Define and apply “The boy scout rule”

The boy scout rule”, as defined by Robert C. Martin, tells us to make small improvements to existing code as we pass by implementing new features. It doesn't mean we need to make the whole class/file perfect, it just means we should make some small improvement in addition to the new feature, which of course should have a clean implementation. This is a good principle to include in the culture of any project. But how to do make it happen in a team with many developers, each bringing their own experiences and standards? In my project we are currently making a serious effort. Here are the actions we are taking. Please leave a comment with your own experiences/ideas.

First, talk about it. Introduce the name “The boy scout rule” - it is a quite funny name, and easy to remember. Load it further with the reference to real world scouts not caring who left the garbage found at the camping site, but always making sure the site is cleaned and left a bit better than found. Transfer the values into software development as a way to continuously refactor an existing code base while at the same time implementing new features.

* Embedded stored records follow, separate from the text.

// Tree edits
impl SceneGraph {
    /// A new detached node with default properties.
    pub fn create_node(&mut self) -> NodeId {
        self.nodes.insert(Node::new())
    }

    /// Append `child` to `parent`, detaching it from its previous parent.
    pub fn add_child(&mut self, parent: NodeId, child: NodeId) {
        let index = self.nodes[parent].children.len();
        self.insert_child_at(parent, child, index);
    }

    /// Insert `child` among the children of `parent` at `index` (clamped).
    ///
    /// # Panics
    ///
    /// Panics when `child` is the root or an ancestor of `parent`.
    pub fn insert_child_at(&mut self, parent: NodeId, child: NodeId, index: usize) {
        assert!(child != self.root, "the root node cannot be reparented");
        assert!(
            !self.is_ancestor_or_self(child, parent),
            "adding {:?} below {:?} would create a cycle",
            child,
            parent
        );

        let old_parent = self.nodes[child].parent;
        if old_parent == Some(parent) {
            if let Some(from) = self.child_index(parent, child) {
                let to = if index > from { index - 1 } else { index };
                self.move_child(parent, from, to);
            }
            return;
        }

        if let Some(old) = old_parent {
            self.nodes[old].children.retain(|&c| c != child);
        }
        let siblings = &mut self.nodes[parent].children;
        let index = index.min(siblings.len());
        siblings.insert(index, child);
        self.set_parent(child, Some(parent));
    }

    /// Move the child at `from` to position `to` among its siblings.
    pub fn move_child(&mut self, parent: NodeId, from: usize, to: usize) {
        let siblings = &mut self.nodes[parent].children;
        if from >= siblings.len() || from == to {
            return;
        }
        let child = siblings.remove(from);
        let to = to.min(siblings.len());
        siblings.insert(to, child);

        // Sibling order decides z ties: the affected entries need new slots.
        for sibling in self.nodes[parent].children.clone() {
            self.flag_z_resort(sibling);
        }
        self.mark_render_updates(parent, FULL_RENDER_UPDATE);
        self.set_recalc(child, RecalcFlags::ALPHA);
    }

    /// Detach `child` from its parent. The node and its subtree stay alive.
    pub fn detach(&mut self, child: NodeId) {
        assert!(child != self.root, "the root node cannot be detached");
        let Some(parent) = self.nodes[child].parent else {
            return;
        };
        self.nodes[parent].children.retain(|&c| c != child);
        self.set_parent(child, None);
    }

    /// Detach and drop `id` with its whole subtree. Render targets held by
    /// the subtree go back to the pool.
    pub fn remove(&mut self, id: NodeId) {
        assert!(id != self.root, "the root node cannot be removed");
        self.detach(id);

        let mut stack = vec![id];
        let mut removed = 0usize;
        while let Some(current) = stack.pop() {
            let Some(mut node) = self.nodes.remove(current) else {
                continue;
            };
            if let Some(texturizer) = node.texturizer.as_mut() {
                texturizer.release_render_texture(self.pool.as_mut());
            }
            stack.extend(node.children.iter().copied());
            removed += 1;
        }
        self.forced_z_sorts.retain(|&c| self.nodes.contains(c));
        log::debug!("Removed {:?} with {} nodes", id, removed);
    }

    fn child_index(&self, parent: NodeId, child: NodeId) -> Option<usize> {
        self.nodes[parent].children.iter().position(|&c| c == child)
    }

    fn is_ancestor_or_self(&self, ancestor: NodeId, id: NodeId) -> bool {
        let mut current = Some(id);
        while let Some(cur) = current {
            if cur == ancestor {
                return true;
            }
            current = self.nodes[cur].parent;
        }
        false
    }

    /// Rewire the parent link of a node whose sibling lists were already
    /// updated.
    fn set_parent(&mut self, child: NodeId, parent: Option<NodeId>) {
        let node = &self.nodes[child];
        let old_parent = node.parent;
        if old_parent == parent {
            return;
        }
        let was_z_context = node.is_z_context();
        let old_context = old_parent.map(|p| self.find_z_context(p));

        if let Some(old) = old_parent {
            self.mark_render_updates(old, FULL_RENDER_UPDATE);
            if self.nodes[old].has_flex_layout() {
                self.request_layout(old);
            }
        }

        self.nodes[child].parent = parent;
        let new_context = parent.map(|p| self.find_z_context(p));

        if self.nodes[child].z_index != 0 {
            self.set_z_parent(child, new_context);
        }
        let is_z_context = self.nodes[child].is_z_context();
        match (was_z_context, is_z_context) {
            (true, false) => self.disable_z_context(child),
            (false, true) => self.enable_z_context(child, old_context),
            (false, false) => {
                if let Some(to) = new_context
                    && old_context != new_context
                {
                    self.transfer_z_region(child, to);
                }
            }
            (true, true) => {}
        }

        match parent {
            Some(parent) => {
                self.flag_z_resort(child);
                let owner = if self.nodes[child].shader.is_some() {
                    Some(child)
                } else {
                    self.inherited_shader_owner(Some(parent))
                };
                self.set_shader_owner_recursive(child, owner);
                self.set_recalc(
                    child,
                    RecalcFlags::ALPHA | RecalcFlags::TRANSLATE | RecalcFlags::TRANSFORM,
                );
                if self.nodes[parent].has_flex_layout() {
                    self.request_layout(parent);
                }
            }
            None => {
                let owner = self.nodes[child].shader.is_some().then_some(child);
                self.set_shader_owner_recursive(child, owner);
                self.leave_bounds_margin(child);
            }
        }

        self.refresh_enabled(child);
    }

    /// Notify a detached subtree that it is no longer near the screen.
    fn leave_bounds_margin(&mut self, id: NodeId) {
        let Some(node) = self.nodes.get_mut(id) else {
            return;
        };
        if node.within_bounds_margin {
            node.within_bounds_margin = false;
            self.notify_within_bounds_margin(id, false);
        }
        let Some(node) = self.nodes.get(id) else {
            return;
        };
        for child in node.children.clone() {
            self.leave_bounds_margin(child);
        }
    }
}

// Frame passes
impl SceneGraph {
    /// Recompute contexts, scissors and culling for every node with pending
    /// changes.
    pub fn update(&mut self) {
        self.stats.reset();
        self.tree_order = 0;
        let frame = ParentFrame {
            world: Context::IDENTITY,
            render: None,
            scissor: Some(Rect::new(0.0, 0.0, self.config.width, self.config.height)),
            out_of_bounds: OutOfBounds::Visible,
            bounds_margin: self.config.bounds_margin,
            strict_bounds: self.config.strict_bounds,
            recalc: RecalcFlags::empty(),
            width: self.config.width,
            height: self.config.height,
        };
        let root = self.root;
        self.update_node(root, &frame);
    }

    /// Walk the visible tree and report draw state and quads to `sink`.
    /// Must follow an [`update`](Self::update).
    pub fn render(&mut self, sink: &mut dyn RenderSink) {
        self.process_forced_z_sorts();
        let mut frame = RenderFrame::new(sink);
        let root = self.root;
        self.render_node(root, &mut frame);
        self.stats.quads += frame.quads();
    }

    /// Update and render one frame and return its counters.
    pub fn frame(&mut self, sink: &mut dyn RenderSink) -> FrameStats {
        self.update();
        self.render(sink);
        self.stats.clone()
    }
}

// Coordinate queries
impl SceneGraph {
    pub fn world_context(&self, id: NodeId) -> Context {
        self.nodes[id].world
    }

    pub fn render_context(&self, id: NodeId) -> Context {
        self.nodes[id].render_context()
    }

    pub fn scissor(&self, id: NodeId) -> Option<Rect> {
        self.nodes[id].scissor
    }

    pub fn bbox(&self, id: NodeId) -> Rect {
        self.nodes[id].bbox
    }

    pub fn out_of_bounds(&self, id: NodeId) -> OutOfBounds {
        self.nodes[id].out_of_bounds
    }

    /// World-space corners: top-left, top-right, bottom-right, bottom-left.
    pub fn corner_points(&self, id: NodeId) -> [(f32, f32); 4] {
        let node = &self.nodes[id];
        node.world.corner_points(node.w, node.h)
    }

    /// Map a point in the node's local space to world space.
    pub fn world_coords(&self, id: NodeId, x: f32, y: f32) -> (f32, f32) {
        self.nodes[id].world.transform_point(x, y)
    }
}

impl std::fmt::Debug for SceneGraph {
    fn fmt(&self, f: &mut std::fmt::Formatter<'_>) -> std::fmt::Result {
        f.debug_struct("SceneGraph")
            .field("root", &self.root)
            .field("nodes", &self.nodes.len())
            .field("config", &self.config)
            .field("stats", &self.stats)
            .finish_non_exhaustive()
    }
}

#[cfg(test)]
mod tests {
    use super::*;

    fn graph() -> SceneGraph {
        SceneGraph::with_default_pool(SceneConfig::default())
    }

    #[test]
    fn test_root_is_sized_to_stage() {
        let g = graph();
        let root = g.node(g.root());
        assert!(root.is_root());
        assert!(root.is_enabled());
        assert_eq!((root.w(), root.h()), (1920.0, 1080.0));
    }

    #[test]
    fn test_add_and_detach() {
        let mut g = graph();
        let root = g.root();
        let a = g.create_node();
        let b = g.create_node();
        g.add_child(root, a);
        g.add_child(a, b);
        assert_eq!(g.children(root), &[a]);
        assert_eq!(g.parent(b), Some(a));
        assert!(g.node(b).is_enabled());

        g.detach(a);
        assert_eq!(g.children(root), &[] as &[NodeId]);
        assert_eq!(g.parent(a), None);
        assert!(!g.node(a).is_enabled());
        assert!(!g.node(b).is_enabled());
    }

    #[test]
    fn test_insert_child_at_and_move() {
        let mut g = graph();
        let root = g.root();
        let [a, b, c] = [g.create_node(), g.create_node(), g.create_node()];
        g.add_child(root, a);
        g.add_child(root, c);
        g.insert_child_at(root, b, 1);
        assert_eq!(g.children(root), &[a, b, c]);

        g.move_child(root, 0, 2);
        assert_eq!(g.children(root), &[b, c, a]);

        // Re-inserting under the same parent moves instead of duplicating.
        g.insert_child_at(root, a, 0);
        assert_eq!(g.children(root), &[a, b, c]);
    }

    #[test]
    fn test_reparent_moves_between_parents() {
        let mut g = graph();
        let root = g.root();
        let [a, b, c] = [g.create_node(), g.create_node(), g.create_node()];
        g.add_child(root, a);
        g.add_child(root, b);
        g.add_child(a, c);
        g.add_child(b, c);
        assert!(g.children(a).is_empty());
        assert_eq!(g.children(b), &[c]);
        assert_eq!(g.parent(c), Some(b));
    }

    #[test]
    #[should_panic(expected = "cycle")]
    fn test_cycle_is_rejected() {
        let mut g = graph();
        let root = g.root();
        let a = g.create_node();
        let b = g.create_node();
        g.add_child(root, a);
        g.add_child(a, b);
        g.add_child(b, a);
    }

    #[test]
    #[should_panic(expected = "root")]
    fn test_root_cannot_be_detached() {
        let mut g = graph();
        let root = g.root();
        g.detach(root);
    }

    #[test]
    fn test_remove_drops_subtree() {
        let mut g = graph();
        let root = g.root();
        let a = g.create_node();
        let b = g.create_node();
        g.add_child(root, a);
        g.add_child(a, b);
        assert_eq!(g.len(), 3);

        g.remove(a);
        assert_eq!(g.len(), 1);
        assert!(!g.contains(a));
        assert!(!g.contains(b));
        assert!(g.children(root).is_empty());
    }

    #[test]
    fn test_world_coords_follow_position() {
        let mut g = graph();
        let root = g.root();
        let a = g.create_node();
        g.add_child(root, a);
        g.set_position(a, 100.0, 50.0);
        g.set_size(a, 10.0, 10.0);
        g.update();

        assert_eq!(g.world_coords(a, 1.0, 2.0), (101.0, 52.0));
        assert_eq!(
            g.corner_points(a),
            [(100.0, 50.0), (110.0, 50.0), (110.0, 60.0), (100.0, 60.0)]
        );
        assert_eq!(g.bbox(a), Rect::new(100.0, 50.0, 10.0, 10.0));
    }

    #[test]
    fn test_unchanged_frame_skips_subtrees() {
        let mut g = graph();
        let root = g.root();
        let a = g.create_node();
        let b = g.create_node();
        g.add_child(root, a);
        g.add_child(a, b);
        g.update();
        assert_eq!(g.stats().nodes_updated, 3);

        g.update();
        assert_eq!(g.stats().nodes_updated, 0);
        assert_eq!(g.stats().nodes_skipped, 1);
    }

    #[test]
    fn test_stage_resize_rebuilds_root_scissor() {
        let mut g = graph();
        g.update();
        g.set_stage_size(800.0, 600.0);
        g.update();
        let root = g.root();
        assert_eq!(g.scissor(root), Some(Rect::new(0.0, 0.0, 800.0, 600.0)));
    }
}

Second, define, in concrete terms, what “The boy scout rule” means in the project. In our project we have made the following definition, with reference to our design principles:
  • Increase readability
    • Choose intention revealing names from the business domain for classes/methods/attributes/parameters/variables.
    • Extract methods to enforce the principle of Command Query Separation (CQS) and intention revealing method names.
  • Enhance the structure
    • Move methods to the“right” location to enforce the Single Responsibility Principle (SRP) for classes.
  • Make it easier to do changes without introducing bugs:
    • Increase readability (as above).
    • Enhance the structure (as above).
    • Use domain objects for method parameters (e.g. use a ZipCode object instead of a simple String).
Third, lead by example. Start with the the informal leaders (often the most experienced developers) and have them spread the practice through interaction and pairing in daily work. Personally, when pairing with colleagues I try to explicitly point out what part of the work we are doing is implementing the new feature and what part is applying “The boy scout rule”. By doing so I hope to spread both the knowledge and practice to apply the rule in daily work.